Hackergefahr? 7 Sicherheits-Tipps für Praxen und kleine Health-Firmen

Das Thema ging vor wenigen Tagen um: Reihenweise wurden Spitäler in Europa und Amerika von Hackern und Cyber-Erpressern angegriffen und finanziell erleichtert wurden (mehr dazu auch hier). Kann man sich da wappnen? Soll man sich wappnen? 

Im Fachorgan «Health Data Management» hat ein Sicherheitsexperte sieben Tipps dazu veröffentlich – Tipps, die sich explizit an kleinere Gesundheitsdienstleister richten: Arztpraxen, Gruppenpraxen, Kleinstkliniken. Denn auch sie, so Chase Cunningham, können sich nicht darauf verlassen, diskret im Hintergrund zu sein: «Das wird nicht klappen». Cunningham arbeitet als Bedrohungs-Analyst bei der Cloud-Sicherheitsfirma Armor Defense. 

Ärzte und Mitarbeiter einer medizinischen Praxis interessieren sich meist nicht für IT-Sicherheit, ihr Motto: Uns beachtet sowieso keiner. Nur: Dies ist die Basis für falsches Verhalten – zum Beispiel, indem man leichtfertig fatale Anhänge öffnet.

Es gibt viele Sicherheitsprogramme, die kleinen Praxen bereits viel Schutz bieten und nichts kosten. Fachmedien bieten hierhier oft rasch einen Überblick (siehe etwa hier und hier).

Und wenn es etwas kosten darf: Das Fachblatt «PC Welt» hat soeben einen Test der «besten Antiviren-Programme 2016» veröffentlicht. 
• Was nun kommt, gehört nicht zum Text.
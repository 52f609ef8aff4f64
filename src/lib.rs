//! A high-throughput byte-equality engine.
//!
//! Decides whether two byte sources are identical, where a source may be a
//! local file, an HTTP(S) resource, an archive, or a directory tree. The
//! crate exposes both a blocking call surface (returning a verdict
//! directly) and a non-blocking surface (returning a [`task::TaskHandle`]
//! and a readiness fd the host can register with its own I/O multiplexer).
//!
//! # Layout
//!
//! - [`reader`] — the polymorphic byte-source abstraction: memory-mapped
//!   files, HTTP(S) resources, archive entries, in-memory buffers.
//! - [`engine`] — the chunked equality comparison (`full_compare`) and the
//!   sampled `quick_check` pre-pass.
//! - [`dir`] — the recursive directory differencer.
//! - [`archive`] — the archive differencer (materialised and hashed
//!   strategies, path sanitisation, decompression-bomb guards).
//! - [`task`] — the worker pool, completion-notification transport, and
//!   task-lifecycle protocol backing the non-blocking API.
//! - [`net`] — the shared HTTP transport and SSRF connect-time filter.
//! - [`api`] — the top-level functions a host actually calls:
//!   [`api::compare`], [`api::compare_dir`], [`api::compare_archive`],
//!   [`api::compare_dir_urls`], [`api::compare_buffers`], and their
//!   asynchronous `*_start` counterparts.
//!
//! Host-runtime bindings, configuration file parsing, a command-line
//! surface, and logging setup are deliberately outside this crate's scope;
//! see the crate-level `config` option structs for what a host is expected
//! to supply instead.

#![warn(
    missing_docs,
    missing_debug_implementations,
    rust_2018_idioms,
    unreachable_pub
)]

pub mod api;
pub mod archive;
pub mod config;
pub mod diff;
pub mod dir;
pub mod engine;
pub mod error;
pub mod net;
pub mod reader;
pub mod task;

pub use api::{
    compare, compare_archive, compare_archive_start, compare_buffers, compare_dir,
    compare_dir_start, compare_dir_urls, compare_dir_urls_start, compare_result, compare_start,
    diff_result,
};
pub use config::{ArchiveCompareOptions, CompareOptions, DirCompareOptions, DirUrlOptions};
pub use diff::{DiffReason, DiffResult};
pub use engine::compare::CompareVerdict;
pub use error::{Error, ErrorKind, Result};
//! The memory-mapped local file reader (C2), with page-fault isolation.
//!
//! A regular file is mapped for its entire length; reads become plain
//! memory copies out of the mapping. If a file is truncated by another
//! process while mapped, touching the truncated tail raises `SIGBUS`. This
//! module installs a process-wide handler that recovers from a `SIGBUS`
//! taken during an *armed* copy by remapping the faulting page with a
//! zero-filled anonymous page and letting execution resume — the copy
//! completes (reading zeros for the truncated tail), and the read call
//! reports the fault as a [`crate::error::ErrorKind::Truncated`] error.
//!
//! Files that are empty, or that fail to map for any reason, fall back to
//! ordinary positional `pread`/`lseek` access.

use std::cell::Cell;
use std::fs::File;
use std::os::fd::{AsRawFd, BorrowedFd, RawFd};
use std::ptr::NonNull;
use std::sync::atomic::{AtomicBool, Ordering};
use std::sync::Once;

use nix::sys::mman::{mmap, madvise, munmap, MapFlags, MmapAdvise, ProtFlags};
use nix::sys::signal::{sigaction, SaFlags, SigAction, SigHandler, SigSet, Signal};
use nix::sys::stat::{fstat, SFlag};
use nix::unistd::{lseek64, read as nix_read, Whence};

use super::{Reader, SeekOutcome};
use crate::error::{Error, ErrorKind, Result};

thread_local! {
    static ARMED: Cell<bool> = const { Cell::new(false) };
    static FAULTED: Cell<bool> = const { Cell::new(false) };
}

static HANDLER_INSTALLED: AtomicBool = AtomicBool::new(false);
static HANDLER_INIT: Once = Once::new();

/// Page size, queried once and cached.
fn page_size() -> usize {
    static PAGE_SIZE: std::sync::OnceLock<usize> = std::sync::OnceLock::new();
    *PAGE_SIZE.get_or_init(|| {
        let sz = unsafe { libc::sysconf(libc::_SC_PAGESIZE) };
        if sz > 0 {
            sz as usize
        } else {
            4096
        }
    })
}

extern "C" fn sigbus_handler(
    _sig: libc::c_int,
    info: *mut libc::siginfo_t,
    _ucontext: *mut libc::c_void,
) {
    let armed = ARMED.with(|a| a.get());
    if !armed {
        // Not ours. Restore the default disposition and let the process die
        // the way it would have without this handler installed.
        unsafe {
            libc::signal(libc::SIGBUS, libc::SIG_DFL);
            libc::raise(libc::SIGBUS);
        }
        return;
    }

    let fault_addr = unsafe { (*info).si_addr() } as usize;
    let ps = page_size();
    let page_base = fault_addr & !(ps - 1);

    // Paper over the faulting page with a zero-filled anonymous mapping so
    // the instruction that faulted can retry and complete. The read() call
    // still reports this as a truncation error via the FAULTED flag.
    //
    // Deliberately leave ARMED set: a single copy_from_slice spanning
    // multiple pages can fault more than once (a chunk_size read commonly
    // spans many pages), and each subsequent fault must still see this
    // handler as "ours". Only read() itself disarms, once the whole copy
    // has returned.
    unsafe {
        let _ = libc::mmap(
            page_base as *mut libc::c_void,
            ps,
            libc::PROT_READ,
            libc::MAP_FIXED | libc::MAP_PRIVATE | libc::MAP_ANONYMOUS,
            -1,
            0,
        );
    }
    FAULTED.with(|f| f.set(true));
}

fn ensure_handler_installed() -> Result<()> {
    let mut install_err = None;
    HANDLER_INIT.call_once(|| {
        let handler = SigHandler::SigAction(sigbus_handler);
        let action = SigAction::new(handler, SaFlags::SA_SIGINFO, SigSet::empty());
        match unsafe { sigaction(Signal::SIGBUS, &action) } {
            Ok(_) => HANDLER_INSTALLED.store(true, Ordering::SeqCst),
            Err(e) => install_err = Some(e),
        }
    });
    if let Some(e) = install_err {
        return Err(Error::new(
            ErrorKind::Io,
            format!("failed to install SIGBUS handler: {e}"),
        ));
    }
    Ok(())
}

#[derive(Debug)]
enum Backend {
    Mapped { ptr: NonNull<u8>, len: usize },
    Positional { fd: RawFd },
}

/// A [`Reader`] over a local regular file.
#[derive(Debug)]
pub struct FileReader {
    _file: File,
    backend: Backend,
    size: u64,
    offset: u64,
    source: String,
}

// SAFETY: the mapping is read-only and never aliased mutably; the raw fd is
// only touched through nix/libc calls that are themselves thread-safe.
unsafe impl Send for FileReader {}

impl FileReader {
    /// Open `path` as a file reader, mapping it if possible.
    pub fn open(path: impl AsRef<std::path::Path>) -> Result<Self> {
        let path = path.as_ref();
        let file = File::open(path)
            .map_err(|e| Error::new(ErrorKind::NotFound, format!("{}: {e}", path.display())))?;

        let st = fstat(unsafe { BorrowedFd::borrow_raw(file.as_raw_fd()) })
            .map_err(|e| Error::new(ErrorKind::Io, format!("fstat {}: {e}", path.display())))?;
        let mode = SFlag::from_bits_truncate(st.st_mode);
        if !mode.contains(SFlag::S_IFREG) {
            return Err(Error::new(
                ErrorKind::NotRegularFile,
                format!("{} is not a regular file", path.display()),
            ));
        }
        let size = st.st_size as u64;

        let backend = if size > 0 {
            match Self::try_map(&file, size as usize) {
                Some(ptr) => {
                    ensure_handler_installed()?;
                    unsafe {
                        let _ = madvise(ptr, size as usize, MmapAdvise::MADV_SEQUENTIAL);
                    }
                    Backend::Mapped {
                        ptr: ptr.cast(),
                        len: size as usize,
                    }
                }
                None => Backend::Positional { fd: file.as_raw_fd() },
            }
        } else {
            Backend::Positional { fd: file.as_raw_fd() }
        };

        Ok(Self {
            _file: file,
            backend,
            size,
            offset: 0,
            source: path.display().to_string(),
        })
    }

    fn try_map(file: &File, len: usize) -> Option<NonNull<std::ffi::c_void>> {
        let len_nz = std::num::NonZeroUsize::new(len)?;
        unsafe {
            mmap(
                None,
                len_nz,
                ProtFlags::PROT_READ,
                MapFlags::MAP_PRIVATE,
                file,
                0,
            )
            .ok()
        }
    }
}

impl Drop for FileReader {
    fn drop(&mut self) {
        if let Backend::Mapped { ptr, len } = self.backend {
            unsafe {
                let _ = munmap(ptr.cast(), len);
            }
        }
    }
}

impl Reader for FileReader {
    fn read(&mut self, buf: &mut [u8]) -> Result<usize> {
        if self.offset >= self.size {
            return Ok(0);
        }
        let remaining = (self.size - self.offset) as usize;
        let to_read = remaining.min(buf.len());

        match self.backend {
            Backend::Mapped { ptr, .. } => {
                ARMED.with(|a| a.set(true));
                FAULTED.with(|f| f.set(false));

                let src = unsafe {
                    std::slice::from_raw_parts(
                        ptr.as_ptr().add(self.offset as usize),
                        to_read,
                    )
                };
                buf[..to_read].copy_from_slice(src);

                ARMED.with(|a| a.set(false));
                if FAULTED.with(|f| f.get()) {
                    return Err(Error::new(
                        ErrorKind::Truncated,
                        format!("{}: file truncated while mapped", self.source),
                    ));
                }
            }
            Backend::Positional { fd } => {
                let n = nix_read(unsafe { BorrowedFd::borrow_raw(fd) }, &mut buf[..to_read]).map_err(|e| {
                    Error::new(ErrorKind::Io, format!("{}: read: {e}", self.source))
                })?;
                self.offset += n as u64;
                return Ok(n);
            }
        }

        self.offset += to_read as u64;
        Ok(to_read)
    }

    fn size(&self) -> Option<u64> {
        Some(self.size)
    }

    fn seek(&mut self, offset: u64) -> Result<SeekOutcome> {
        if offset > self.size {
            return Err(Error::new(
                ErrorKind::InvalidOption,
                format!("seek offset {offset} exceeds size {}", self.size),
            ));
        }
        match self.backend {
            Backend::Mapped { .. } => {
                self.offset = offset;
            }
            Backend::Positional { fd } => {
                lseek64(unsafe { BorrowedFd::borrow_raw(fd) }, offset as i64, Whence::SeekSet).map_err(|e| {
                    Error::new(ErrorKind::Io, format!("{}: lseek: {e}", self.source))
                })?;
                self.offset = offset;
            }
        }
        Ok(SeekOutcome::Done)
    }

    fn close(&mut self) -> Result<()> {
        if let Backend::Mapped { ptr, len } = self.backend {
            unsafe {
                munmap(ptr.cast(), len)
                    .map_err(|e| Error::new(ErrorKind::Io, format!("munmap: {e}")))?;
            }
            self.backend = Backend::Positional { fd: -1 };
        }
        Ok(())
    }

    fn source_name(&self) -> &str {
        &self.source
    }
}

#[cfg(test)]
mod tests {
    use super::*;
    use std::io::Write;

    #[test]
    fn truncation_mid_read_is_reported_not_fatal() {
        // Multi-page file: exercises the SIGBUS handler firing more than
        // once within a single copy_from_slice (one fault per truncated
        // page), which requires ARMED to stay set across every fault in
        // the same read() call, not just the first.
        let ps = page_size();
        let total = ps * 4;
        let mut f = tempfile::NamedTempFile::new().unwrap();
        f.write_all(&vec![0xABu8; total]).unwrap();
        f.flush().unwrap();

        let mut r = FileReader::open(f.path()).unwrap();
        assert_eq!(r.size(), Some(total as u64));

        // Truncate out from under the mapping after opening; the mapping
        // still spans the original length, so reading past the new length
        // faults.
        let truncator = std::fs::OpenOptions::new().write(true).open(f.path()).unwrap();
        truncator.set_len(ps as u64).unwrap();
        drop(truncator);

        let mut buf = vec![0u8; total];
        let err = r.read(&mut buf).unwrap_err();
        assert_eq!(err.kind(), ErrorKind::Truncated);
    }

    #[test]
    fn reads_small_file_fully() {
        let mut f = tempfile::NamedTempFile::new().unwrap();
        f.write_all(b"hello world").unwrap();
        f.flush().unwrap();

        let mut r = FileReader::open(f.path()).unwrap();
        assert_eq!(r.size(), Some(11));
        let mut out = Vec::new();
        let mut buf = [0u8; 4];
        loop {
            let n = r.read(&mut buf).unwrap();
            if n == 0 {
                break;
            }
            out.extend_from_slice(&buf[..n]);
        }
        assert_eq!(out, b"hello world");
    }

    #[test]
    fn empty_file_reads_zero() {
        let f = tempfile::NamedTempFile::new().unwrap();
        let mut r = FileReader::open(f.path()).unwrap();
        assert_eq!(r.size(), Some(0));
        let mut buf = [0u8; 8];
        assert_eq!(r.read(&mut buf).unwrap(), 0);
    }

    #[test]
    fn seek_then_read() {
        let mut f = tempfile::NamedTempFile::new().unwrap();
        f.write_all(b"0123456789").unwrap();
        f.flush().unwrap();

        let mut r = FileReader::open(f.path()).unwrap();
        r.seek(5).unwrap();
        let mut buf = [0u8; 3];
        assert_eq!(r.read(&mut buf).unwrap(), 3);
        assert_eq!(&buf, b"567");
    }

    #[test]
    fn directory_is_rejected() {
        let dir = tempfile::tempdir().unwrap();
        let err = FileReader::open(dir.path()).unwrap_err();
        assert_eq!(err.kind(), ErrorKind::NotRegularFile);
    }

    #[test]
    fn missing_file_is_not_found() {
        let err = FileReader::open("/nonexistent/path/does-not-exist").unwrap_err();
        assert_eq!(err.kind(), ErrorKind::NotFound);
    }
}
Idealerweise verwenden Sie ein Netzwerk für Gäste und den Privatgebrauch und eines für den engeren Praxisbedarf und insbesondere für die Patientendaten. Für den Einstieg bei letzterem empfiehlt sich eine zweifache Authentifizierung (also zum Beispiel neben dem Passwort auch über einen SMS-Code).

Wenn eine Praxis ihre Informatik extern betreuen lässt (oder lassen will), oder wenn sie einen externen Host und eine Cloud-Lösung hat, sollte auch einige Fragen zur Sicherheitskultur des Anbieters stellen. Fragen dazu wären: Betreiben Sie Bedrohungs-Management? Welche Verletzlichkeits-Tests machen Sie? Welche Verschlüsselungs-Methoden wenden Sie an?

Auch hier lässt sich etwas über den Ruf der gewählten Anbieter herausfinden und womöglich eruieren, ob ein Outsourcing-Partner für jeden Anwendungsbereich der Firmen-Software die bestmögliche Lösung hat und integriert.

Zwei Aspekte seien hier zu berücksichtigen, so Chase Cunningham: Erstens, dass die Angestellten immer wieder aktuell gehalten und sensibilisiert werden. Und zweitens, dass neueintretende Mitarbeiter auch auf Sicherheitsstandards angesprochen werden.

Ein Ratschlag aus der Erfahrung: Auch im IT-Bereich, so der Sicherheitsexperte, gibt es offenbar zahlreiche Unternehmen, die mehr versprechen als ihr Personal und ihr Knowhow halten können. Eine Faustregel dazu: «Wenn Ihnen einer sagt, dass er alles beherrscht in der Technologie, dann lügt er».